In conclusion, in the name of postmodernism, McLaren has ironically undertaken the most Enlightenment of tasks—the Kantian separating of the noumenal (the essence) from the phenomenal (the apparent). One could hardly imagine a more modern undertaking. In his introduction, McLaren charitably assumes of his readers "basic sincerity, goodwill, intelligence, and desire to become a better person and help create a better world." This reviewer at least intends to share all of those laudable characteristics with the author. One appreciates McLaren's good intentions, his own decades of pastoring and his care for countless people. In this book, McLaren has again attempted to serve the church by raising important questions. Criticizing such honest, intentionally believing critical work is a delicate task at best. One wants to encourage true faith, and honest adherence to the Bible, even—and especially—when that adherence turns and challenges our most precious presumptions, and reveals them to be false.

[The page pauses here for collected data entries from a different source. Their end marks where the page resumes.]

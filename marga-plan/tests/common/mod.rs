//! Shared scenario builders for the integration tests.
//!
//! All scenarios use a 1 m lattice with 8 headings and a compact car
//! footprint, so cell centers sit on integer world coordinates and the
//! vehicle fits through one-cell gaps.

use marga_grid::{CellState, GridCoord, OccupancyGrid, WorldPoint};
use marga_plan::config::PlannerConfig;
use marga_plan::finder::PlannerContext;

/// Planner configuration used by every scenario.
pub fn test_config() -> PlannerConfig {
    PlannerConfig::from_yaml(
        r#"
lattice:
  resolution: 1.0
  heading_count: 8
vehicles:
  car:
    wheelbase: 1.0
    max_steering_angle: 0.6
    reverse_cost_factor: 2.0
    footprint:
      length: 0.8
      width: 0.5
      offset: 0.2
  unicycle:
    turn_in_place_cost: 0.5
    footprint:
      length: 0.6
      width: 0.5
search:
  arastar:
    epsilon_start: 3.0
    epsilon_step: 0.5
"#,
    )
    .expect("test config parses")
}

/// Context built from [`test_config`].
pub fn test_context() -> PlannerContext {
    let _ = env_logger::try_init();
    PlannerContext::from_config(&test_config()).expect("context builds")
}

/// Free n x n grid whose cell centers lie on integer coordinates
/// (0..n-1, 0..n-1).
pub fn free_grid(n: usize) -> OccupancyGrid {
    OccupancyGrid::filled(n, n, 1.0, WorldPoint::new(-0.5, -0.5), CellState::Free)
}

/// Scenario A: empty 11x11 grid.
pub fn empty_grid() -> OccupancyGrid {
    free_grid(11)
}

/// Scenario B: occupied column at x = 2 with a single one-cell gap
/// at y = 3.
pub fn wall_with_gap_grid() -> OccupancyGrid {
    let mut grid = free_grid(11);
    grid.fill_rect(GridCoord::new(2, 0), GridCoord::new(2, 10), CellState::Occupied);
    grid.set_state(GridCoord::new(2, 3), CellState::Free);
    grid
}

/// Scenario C: goal cell (8, 8) fully enclosed by occupied cells.
pub fn enclosed_goal_grid() -> OccupancyGrid {
    let mut grid = free_grid(11);
    for dx in -1..=1i32 {
        for dy in -1..=1i32 {
            if (dx, dy) != (0, 0) {
                grid.set_state(GridCoord::new(8 + dx, 8 + dy), CellState::Occupied);
            }
        }
    }
    grid
}

/// Scenario D: a large free grid for budget-expiry tests.
pub fn large_grid() -> OccupancyGrid {
    free_grid(301)
}
//! Offline primitive table generator.
//!
//! Builds the primitive table for each configured vehicle model and
//! writes the store files the planner loads at startup.

use std::path::PathBuf;
use std::process::ExitCode;

use clap::Parser;
use log::{error, info};

use marga_plan::config::PlannerConfig;
use marga_plan::primitive::{store, PrimitiveTable};
use marga_plan::ConfigError;

#[derive(Parser, Debug)]
#[command(name = "primgen", about = "Generate motion primitive table files")]
struct Args {
    /// Planner configuration file (YAML); defaults are used when absent
    #[arg(short, long)]
    config: Option<PathBuf>,

    /// Output directory for .mprm files
    #[arg(short, long, default_value = "tables")]
    out: PathBuf,

    /// Generate only this model (default: all configured models)
    #[arg(short, long)]
    model: Option<String>,
}

fn run(args: &Args) -> Result<(), ConfigError> {
    let config = match &args.config {
        Some(path) => PlannerConfig::load(path)?,
        None => PlannerConfig::default(),
    };
    let disc = config.discretizer();
    let registry = config.build_registry();

    std::fs::create_dir_all(&args.out)?;

    let names: Vec<&str> = match &args.model {
        Some(name) => vec![name.as_str()],
        None => registry.names(),
    };

    for name in names {
        let model = registry
            .get(name)
            .ok_or_else(|| ConfigError::UnknownModel(name.to_string()))?;
        let table = PrimitiveTable::build(model, &disc)?;
        let path = args.out.join(store::table_file_name(name, &disc));
        store::save(&table, &path)?;
        info!(
            "{}: {} primitives across {} headings -> {}",
            name,
            table.len(),
            disc.heading_count(),
            path.display()
        );
    }
    Ok(())
}

fn main() -> ExitCode {
    env_logger::Builder::from_env(env_logger::Env::default().default_filter_or("info")).init();
    let args = Args::parse();

    match run(&args) {
        Ok(()) => ExitCode::SUCCESS,
        Err(e) => {
            error!("primgen failed: {}", e);
            ExitCode::FAILURE
        }
    }
}
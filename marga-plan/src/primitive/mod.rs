//! Motion primitives: precomputed short maneuvers on the lattice.

mod table;

pub mod store;

pub use table::PrimitiveTable;

use marga_grid::Pose2D;
use serde::{Deserialize, Serialize};

/// Identifier of a primitive within its table.
pub type PrimitiveId = u32;

/// A precomputed relative maneuver, valid from one discrete start heading.
///
/// Primitives are generated offline per vehicle model and resolution, and
/// are immutable read-only data once loaded. The swept-cell list is the
/// union of grid cells the vehicle's footprint covers while executing the
/// maneuver, expressed as offsets from the start cell; the collision
/// checker translates and probes them without any geometry at query time.
#[derive(Clone, Debug, PartialEq, Serialize, Deserialize)]
pub struct MotionPrimitive {
    /// Identifier, unique and stable within the owning table
    pub id: PrimitiveId,
    /// Discrete heading this primitive starts from
    pub start_heading: u16,
    /// Discrete heading after executing the primitive
    pub end_heading: u16,
    /// End-cell offset from the start cell
    pub cell_delta: (i32, i32),
    /// World-frame end-pose delta (snapped to the lattice)
    pub delta: Pose2D,
    /// Traversal cost (meters-equivalent, ≥ chord length)
    pub cost: f32,
    /// Swept footprint cells as offsets from the start cell
    pub swept_cells: Vec<(i32, i32)>,
}

impl MotionPrimitive {
    /// True if this maneuver rotates without translating.
    #[inline]
    pub fn is_turn_in_place(&self) -> bool {
        self.cell_delta == (0, 0)
    }

    /// Chord length of the snapped displacement in meters.
    #[inline]
    pub fn chord_length(&self, resolution: f32) -> f32 {
        let dx = self.cell_delta.0 as f32 * resolution;
        let dy = self.cell_delta.1 as f32 * resolution;
        (dx * dx + dy * dy).sqrt()
    }
}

Sadly, I have to say that reading this book has not helped me make real progress. I had already encountered the useful ideas in this book elsewhere. Many others are simplistic, or just plain false. I trust that both the author and the re-viewer can sleep well at night knowing that the church of Christ can survive both bad books and bad reviews. Perhaps in this case, it will have to survive both.
Mark Dever is pastor of Capitol Hill Baptist Church in Washington, D.C. He is the author most recently of Nine Marks of a Healthy Church (Crossway)and Richard Sibbes: Puritanism and Calvinism in Late Elizabethan and Early Stuart England (Mercer Univ. Press).